Record extracts section start
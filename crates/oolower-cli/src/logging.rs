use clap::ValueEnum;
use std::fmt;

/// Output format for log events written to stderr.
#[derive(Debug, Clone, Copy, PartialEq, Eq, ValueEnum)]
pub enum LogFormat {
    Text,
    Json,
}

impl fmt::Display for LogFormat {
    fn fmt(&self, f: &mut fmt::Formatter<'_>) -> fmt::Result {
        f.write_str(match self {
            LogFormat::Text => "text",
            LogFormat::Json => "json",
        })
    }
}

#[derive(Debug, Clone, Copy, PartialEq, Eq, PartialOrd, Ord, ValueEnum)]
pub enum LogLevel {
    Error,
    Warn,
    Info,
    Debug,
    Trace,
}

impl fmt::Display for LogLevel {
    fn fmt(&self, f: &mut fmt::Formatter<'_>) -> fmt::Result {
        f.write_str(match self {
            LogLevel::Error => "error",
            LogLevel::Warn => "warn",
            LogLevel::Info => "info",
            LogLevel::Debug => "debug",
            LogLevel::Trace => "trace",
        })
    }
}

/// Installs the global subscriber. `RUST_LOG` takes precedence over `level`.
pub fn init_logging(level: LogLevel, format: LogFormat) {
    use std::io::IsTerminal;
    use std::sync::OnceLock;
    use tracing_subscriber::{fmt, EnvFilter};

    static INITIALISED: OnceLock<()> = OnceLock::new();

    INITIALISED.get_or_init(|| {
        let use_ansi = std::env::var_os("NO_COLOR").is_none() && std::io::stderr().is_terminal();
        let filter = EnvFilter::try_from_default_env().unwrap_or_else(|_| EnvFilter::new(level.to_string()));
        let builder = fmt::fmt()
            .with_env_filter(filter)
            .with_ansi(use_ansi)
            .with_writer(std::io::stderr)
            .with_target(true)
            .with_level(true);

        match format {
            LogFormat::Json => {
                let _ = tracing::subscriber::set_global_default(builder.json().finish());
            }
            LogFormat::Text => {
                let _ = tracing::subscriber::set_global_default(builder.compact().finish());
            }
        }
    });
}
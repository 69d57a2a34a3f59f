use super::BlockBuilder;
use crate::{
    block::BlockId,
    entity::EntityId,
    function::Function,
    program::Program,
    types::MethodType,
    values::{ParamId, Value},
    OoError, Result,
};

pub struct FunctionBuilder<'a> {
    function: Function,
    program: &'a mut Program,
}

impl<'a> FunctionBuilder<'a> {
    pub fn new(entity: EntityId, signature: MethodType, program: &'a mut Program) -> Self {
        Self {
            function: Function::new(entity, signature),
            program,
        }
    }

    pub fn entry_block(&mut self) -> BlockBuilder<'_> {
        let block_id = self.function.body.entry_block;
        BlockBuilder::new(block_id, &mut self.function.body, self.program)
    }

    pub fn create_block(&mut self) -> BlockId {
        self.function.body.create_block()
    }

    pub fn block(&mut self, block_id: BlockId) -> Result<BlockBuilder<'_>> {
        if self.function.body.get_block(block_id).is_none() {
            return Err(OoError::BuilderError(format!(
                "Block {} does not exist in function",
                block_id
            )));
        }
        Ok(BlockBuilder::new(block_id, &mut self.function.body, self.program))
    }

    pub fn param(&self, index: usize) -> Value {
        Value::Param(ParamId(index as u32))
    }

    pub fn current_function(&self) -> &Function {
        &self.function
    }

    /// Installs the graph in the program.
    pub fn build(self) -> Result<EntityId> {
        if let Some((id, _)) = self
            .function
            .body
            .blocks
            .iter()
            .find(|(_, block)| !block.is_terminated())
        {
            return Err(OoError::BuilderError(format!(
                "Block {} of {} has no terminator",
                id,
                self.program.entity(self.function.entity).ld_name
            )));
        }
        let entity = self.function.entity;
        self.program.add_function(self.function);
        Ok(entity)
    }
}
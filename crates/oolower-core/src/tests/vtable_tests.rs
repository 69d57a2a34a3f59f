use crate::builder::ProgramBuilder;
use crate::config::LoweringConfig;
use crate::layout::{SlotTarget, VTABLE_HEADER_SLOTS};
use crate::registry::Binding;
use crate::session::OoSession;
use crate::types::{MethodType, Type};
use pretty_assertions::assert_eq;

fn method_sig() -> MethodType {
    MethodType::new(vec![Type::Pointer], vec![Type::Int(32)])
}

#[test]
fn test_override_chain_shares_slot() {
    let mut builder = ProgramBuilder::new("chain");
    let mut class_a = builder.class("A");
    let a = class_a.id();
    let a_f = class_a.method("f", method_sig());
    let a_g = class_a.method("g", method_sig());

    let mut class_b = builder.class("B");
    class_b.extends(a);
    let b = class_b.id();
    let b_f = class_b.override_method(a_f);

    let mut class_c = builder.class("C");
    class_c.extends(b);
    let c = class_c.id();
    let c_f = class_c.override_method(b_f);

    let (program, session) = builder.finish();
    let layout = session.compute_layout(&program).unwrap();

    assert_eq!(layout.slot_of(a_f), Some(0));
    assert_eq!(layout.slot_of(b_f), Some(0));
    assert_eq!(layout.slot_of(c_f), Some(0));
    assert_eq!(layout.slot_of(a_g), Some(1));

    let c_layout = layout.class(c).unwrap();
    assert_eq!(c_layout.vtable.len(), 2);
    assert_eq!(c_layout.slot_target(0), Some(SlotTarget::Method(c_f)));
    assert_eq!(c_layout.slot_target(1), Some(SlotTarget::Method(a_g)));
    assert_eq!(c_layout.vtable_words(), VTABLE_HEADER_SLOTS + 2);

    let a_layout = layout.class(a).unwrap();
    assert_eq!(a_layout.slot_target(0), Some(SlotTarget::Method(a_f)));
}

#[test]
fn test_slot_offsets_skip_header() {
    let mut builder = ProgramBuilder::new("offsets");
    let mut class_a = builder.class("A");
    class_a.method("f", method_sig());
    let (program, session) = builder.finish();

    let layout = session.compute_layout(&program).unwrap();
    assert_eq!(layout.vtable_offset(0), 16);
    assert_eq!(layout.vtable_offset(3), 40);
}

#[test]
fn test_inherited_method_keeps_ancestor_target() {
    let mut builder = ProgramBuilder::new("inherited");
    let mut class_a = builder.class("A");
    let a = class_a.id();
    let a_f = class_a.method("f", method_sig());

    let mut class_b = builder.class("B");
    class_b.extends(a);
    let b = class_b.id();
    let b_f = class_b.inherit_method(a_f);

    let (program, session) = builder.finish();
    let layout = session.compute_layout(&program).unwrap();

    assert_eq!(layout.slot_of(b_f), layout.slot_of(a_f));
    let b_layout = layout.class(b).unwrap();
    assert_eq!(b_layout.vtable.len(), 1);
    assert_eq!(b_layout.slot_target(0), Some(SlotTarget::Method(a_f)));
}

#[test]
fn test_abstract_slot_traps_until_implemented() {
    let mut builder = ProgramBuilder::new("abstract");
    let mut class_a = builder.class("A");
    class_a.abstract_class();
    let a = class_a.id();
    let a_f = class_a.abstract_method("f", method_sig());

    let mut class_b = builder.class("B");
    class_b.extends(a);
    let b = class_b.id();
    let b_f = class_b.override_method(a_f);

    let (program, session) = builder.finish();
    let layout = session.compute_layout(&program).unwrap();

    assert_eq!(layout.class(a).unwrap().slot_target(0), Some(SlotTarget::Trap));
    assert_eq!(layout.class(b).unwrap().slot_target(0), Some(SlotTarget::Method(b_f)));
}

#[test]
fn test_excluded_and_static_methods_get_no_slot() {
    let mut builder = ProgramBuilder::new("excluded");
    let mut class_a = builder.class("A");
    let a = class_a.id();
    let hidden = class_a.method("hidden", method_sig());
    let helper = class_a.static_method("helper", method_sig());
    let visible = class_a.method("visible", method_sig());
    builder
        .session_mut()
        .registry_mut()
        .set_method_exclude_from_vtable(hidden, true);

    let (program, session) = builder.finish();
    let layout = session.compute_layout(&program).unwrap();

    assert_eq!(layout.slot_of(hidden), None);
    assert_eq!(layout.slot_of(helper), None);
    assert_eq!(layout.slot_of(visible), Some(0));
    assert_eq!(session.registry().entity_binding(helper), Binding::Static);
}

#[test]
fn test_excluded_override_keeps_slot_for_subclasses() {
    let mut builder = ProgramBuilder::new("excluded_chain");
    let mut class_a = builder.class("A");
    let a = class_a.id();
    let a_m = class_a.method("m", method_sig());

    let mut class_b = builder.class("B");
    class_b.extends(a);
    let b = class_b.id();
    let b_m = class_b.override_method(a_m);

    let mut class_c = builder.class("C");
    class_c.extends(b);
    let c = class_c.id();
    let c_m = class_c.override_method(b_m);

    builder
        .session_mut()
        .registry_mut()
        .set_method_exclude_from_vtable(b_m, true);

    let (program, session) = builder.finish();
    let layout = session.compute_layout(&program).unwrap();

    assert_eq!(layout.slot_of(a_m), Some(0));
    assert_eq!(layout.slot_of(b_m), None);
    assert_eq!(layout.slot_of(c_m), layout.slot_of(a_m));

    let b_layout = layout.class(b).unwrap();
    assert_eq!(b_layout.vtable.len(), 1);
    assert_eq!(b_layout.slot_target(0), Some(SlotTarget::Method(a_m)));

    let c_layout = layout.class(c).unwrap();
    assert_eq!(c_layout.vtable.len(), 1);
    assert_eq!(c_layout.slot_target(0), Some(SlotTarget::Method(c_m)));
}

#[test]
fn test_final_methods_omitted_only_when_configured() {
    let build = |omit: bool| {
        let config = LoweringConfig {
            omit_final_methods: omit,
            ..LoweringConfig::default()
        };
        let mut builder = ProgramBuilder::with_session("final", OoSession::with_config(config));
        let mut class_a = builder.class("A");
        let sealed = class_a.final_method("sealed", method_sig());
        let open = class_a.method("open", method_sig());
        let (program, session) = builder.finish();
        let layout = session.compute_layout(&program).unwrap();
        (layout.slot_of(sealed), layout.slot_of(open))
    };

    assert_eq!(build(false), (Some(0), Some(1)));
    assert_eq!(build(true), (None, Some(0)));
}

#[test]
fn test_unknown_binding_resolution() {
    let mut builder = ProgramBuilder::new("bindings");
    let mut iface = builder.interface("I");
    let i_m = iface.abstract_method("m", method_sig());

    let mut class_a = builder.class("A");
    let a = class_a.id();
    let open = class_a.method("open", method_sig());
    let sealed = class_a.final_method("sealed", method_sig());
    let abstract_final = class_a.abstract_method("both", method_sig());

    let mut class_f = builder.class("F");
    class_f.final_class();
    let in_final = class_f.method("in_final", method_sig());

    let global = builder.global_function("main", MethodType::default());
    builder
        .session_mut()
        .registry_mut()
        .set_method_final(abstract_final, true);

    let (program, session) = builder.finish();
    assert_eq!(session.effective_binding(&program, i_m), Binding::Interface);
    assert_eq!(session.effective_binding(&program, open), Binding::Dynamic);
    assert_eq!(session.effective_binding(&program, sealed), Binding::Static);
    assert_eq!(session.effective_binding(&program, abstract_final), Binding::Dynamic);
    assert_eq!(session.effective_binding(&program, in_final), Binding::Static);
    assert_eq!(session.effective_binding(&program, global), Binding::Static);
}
Record extracts section end
Task description: From the data above, output only the lines between the line containing "filter = EnvFilter::try_from_default_env().unwrap_or_else(|_|" and the line containing "in the program.", inclusive, exactly as written.

Reply:
        let filter = EnvFilter::try_from_default_env().unwrap_or_else(|_| EnvFilter::new(level.to_string()));
        let builder = fmt::fmt()
            .with_env_filter(filter)
            .with_ansi(use_ansi)
            .with_writer(std::io::stderr)
            .with_target(true)
            .with_level(true);

        match format {
            LogFormat::Json => {
                let _ = tracing::subscriber::set_global_default(builder.json().finish());
            }
            LogFormat::Text => {
                let _ = tracing::subscriber::set_global_default(builder.compact().finish());
            }
        }
    });
}
repository 69d57a2a34a3f59f
use super::BlockBuilder;
use crate::{
    block::BlockId,
    entity::EntityId,
    function::Function,
    program::Program,
    types::MethodType,
    values::{ParamId, Value},
    OoError, Result,
};

pub struct FunctionBuilder<'a> {
    function: Function,
    program: &'a mut Program,
}

impl<'a> FunctionBuilder<'a> {
    pub fn new(entity: EntityId, signature: MethodType, program: &'a mut Program) -> Self {
        Self {
            function: Function::new(entity, signature),
            program,
        }
    }

    pub fn entry_block(&mut self) -> BlockBuilder<'_> {
        let block_id = self.function.body.entry_block;
        BlockBuilder::new(block_id, &mut self.function.body, self.program)
    }

    pub fn create_block(&mut self) -> BlockId {
        self.function.body.create_block()
    }

    pub fn block(&mut self, block_id: BlockId) -> Result<BlockBuilder<'_>> {
        if self.function.body.get_block(block_id).is_none() {
            return Err(OoError::BuilderError(format!(
                "Block {} does not exist in function",
                block_id
            )));
        }
        Ok(BlockBuilder::new(block_id, &mut self.function.body, self.program))
    }

    pub fn param(&self, index: usize) -> Value {
        Value::Param(ParamId(index as u32))
    }

    pub fn current_function(&self) -> &Function {
        &self.function
    }

    /// Installs the graph in the program.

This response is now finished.